**WORK REQUIRED:** What is needed here is an exact copy of all the records below.

[[ ENTRIES SHOWN, beginning ]]

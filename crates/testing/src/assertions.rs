//! Panicking envelope assertions for test code.
//!
//! ```
//! use envelope_testing::{CapturedResponse, EnvelopeAssertions, ExpectedData};
//! use serde_json::json;
//!
//! let response = CapturedResponse::new(
//!     200,
//!     json!({"success": true, "status": 200, "data": {"id": 1, "name": "Ada"}}),
//! );
//!
//! response
//!     .assert_success(Some(&ExpectedData::new().with("name", "Ada")))
//!     .assert_success_structure(200);
//! ```

use envelope_domain::{AssertionFailure, CapturedResponse, ExpectedData};
use serde_json::Value;

use crate::asserter::EnvelopeAsserter;

const ASSERTER: EnvelopeAsserter = EnvelopeAsserter::new();

/// Envelope assertions that fail the current test on mismatch.
///
/// Each method returns `self` so assertions can be chained.
pub trait EnvelopeAssertions {
    /// Asserts a success envelope with the default status (200), optionally
    /// containing the given `data` fields.
    fn assert_success(&self, expected_data: Option<&ExpectedData>) -> &Self;

    /// Asserts a success envelope with the given status.
    fn assert_success_with(&self, expected_data: Option<&ExpectedData>, status: u16) -> &Self;

    /// Asserts a success envelope whose whole body equals `expected_body`.
    fn assert_success_equals(&self, expected_body: &Value, status: u16) -> &Self;

    /// Asserts the status code and the success envelope keys.
    fn assert_success_structure(&self, status: u16) -> &Self;

    /// Asserts that `data` contains the given fields.
    fn assert_success_data(&self, expected: &ExpectedData) -> &Self;

    /// Asserts an error envelope with the given code, and status if given.
    fn assert_error(&self, code: &str, status: Option<u16>) -> &Self;

    /// Returns the decoded `data` member, failing if there is none.
    fn success_data(&self) -> &Value;
}

impl EnvelopeAssertions for CapturedResponse {
    #[track_caller]
    fn assert_success(&self, expected_data: Option<&ExpectedData>) -> &Self {
        if let Err(failure) = ASSERTER.check_success(self, expected_data, None) {
            fail("success", &failure);
        }
        self
    }

    #[track_caller]
    fn assert_success_with(&self, expected_data: Option<&ExpectedData>, status: u16) -> &Self {
        if let Err(failure) = ASSERTER.check_success(self, expected_data, Some(status)) {
            fail("success", &failure);
        }
        self
    }

    #[track_caller]
    fn assert_success_equals(&self, expected_body: &Value, status: u16) -> &Self {
        if let Err(failure) = ASSERTER.check_success_equals(self, expected_body, Some(status)) {
            fail("success equals", &failure);
        }
        self
    }

    #[track_caller]
    fn assert_success_structure(&self, status: u16) -> &Self {
        if let Err(failure) = ASSERTER.check_success_structure(self, Some(status)) {
            fail("success structure", &failure);
        }
        self
    }

    #[track_caller]
    fn assert_success_data(&self, expected: &ExpectedData) -> &Self {
        if let Err(failure) = ASSERTER.check_success_data(self, expected) {
            fail("success data", &failure);
        }
        self
    }

    #[track_caller]
    fn assert_error(&self, code: &str, status: Option<u16>) -> &Self {
        if let Err(failure) = ASSERTER.check_error(self, code, status) {
            fail("error", &failure);
        }
        self
    }

    #[track_caller]
    fn success_data(&self) -> &Value {
        match EnvelopeAsserter::success_data(self) {
            Ok(data) => data,
            Err(failure) => fail("success data", &failure),
        }
    }
}

#[track_caller]
#[allow(clippy::panic)]
fn fail(assertion: &str, failure: &AssertionFailure) -> ! {
    panic!("{assertion} envelope assertion failed: {failure}")
}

[[ ENTRIES SHOWN, end ]]

**ANSWER SPACE:**
filename crates/testing/src/assertions.rs
//! Panicking envelope assertions for test code.
//!
//! ```
//! use envelope_testing::{CapturedResponse, EnvelopeAssertions, ExpectedData};
//! use serde_json::json;
//!
//! let response = CapturedResponse::new(
//!     200,
//!     json!({"success": true, "status": 200, "data": {"id": 1, "name": "Ada"}}),
//! );
//!
//! response
//!     .assert_success(Some(&ExpectedData::new().with("name", "Ada")))
//!     .assert_success_structure(200);
//! ```

use envelope_domain::{AssertionFailure, CapturedResponse, ExpectedData};
use serde_json::Value;

use crate::asserter::EnvelopeAsserter;

const ASSERTER: EnvelopeAsserter = EnvelopeAsserter::new();

/// Envelope assertions that fail the current test on mismatch.
///
/// Each method returns `self` so assertions can be chained.
pub trait EnvelopeAssertions {
    /// Asserts a success envelope with the default status (200), optionally
    /// containing the given `data` fields.
    fn assert_success(&self, expected_data: Option<&ExpectedData>) -> &Self;

    /// Asserts a success envelope with the given status.
    fn assert_success_with(&self, expected_data: Option<&ExpectedData>, status: u16) -> &Self;

    /// Asserts a success envelope whose whole body equals `expected_body`.
    fn assert_success_equals(&self, expected_body: &Value, status: u16) -> &Self;

    /// Asserts the status code and the success envelope keys.
    fn assert_success_structure(&self, status: u16) -> &Self;

    /// Asserts that `data` contains the given fields.
    fn assert_success_data(&self, expected: &ExpectedData) -> &Self;

    /// Asserts an error envelope with the given code, and status if given.
    fn assert_error(&self, code: &str, status: Option<u16>) -> &Self;

    /// Returns the decoded `data` member, failing if there is none.
    fn success_data(&self) -> &Value;
}

impl EnvelopeAssertions for CapturedResponse {
    #[track_caller]
    fn assert_success(&self, expected_data: Option<&ExpectedData>) -> &Self {
        if let Err(failure) = ASSERTER.check_success(self, expected_data, None) {
            fail("success", &failure);
        }
        self
    }

    #[track_caller]
    fn assert_success_with(&self, expected_data: Option<&ExpectedData>, status: u16) -> &Self {
        if let Err(failure) = ASSERTER.check_success(self, expected_data, Some(status)) {
            fail("success", &failure);
        }
        self
    }

    #[track_caller]
    fn assert_success_equals(&self, expected_body: &Value, status: u16) -> &Self {
        if let Err(failure) = ASSERTER.check_success_equals(self, expected_body, Some(status)) {
            fail("success equals", &failure);
        }
        self
    }

    #[track_caller]
    fn assert_success_structure(&self, status: u16) -> &Self {
        if let Err(failure) = ASSERTER.check_success_structure(self, Some(status)) {
            fail("success structure", &failure);
        }
        self
    }

    #[track_caller]
    fn assert_success_data(&self, expected: &ExpectedData) -> &Self {
        if let Err(failure) = ASSERTER.check_success_data(self, expected) {
            fail("success data", &failure);
        }
        self
    }

    #[track_caller]
    fn assert_error(&self, code: &str, status: Option<u16>) -> &Self {
        if let Err(failure) = ASSERTER.check_error(self, code, status) {
            fail("error", &failure);
        }
        self
    }

    #[track_caller]
    fn success_data(&self) -> &Value {
        match EnvelopeAsserter::success_data(self) {
            Ok(data) => data,
            Err(failure) => fail("success data", &failure),
        }
    }
}

#[track_caller]
#[allow(clippy::panic)]
fn fail(assertion: &str, failure: &AssertionFailure) -> ! {
    panic!("{assertion} envelope assertion failed: {failure}")
}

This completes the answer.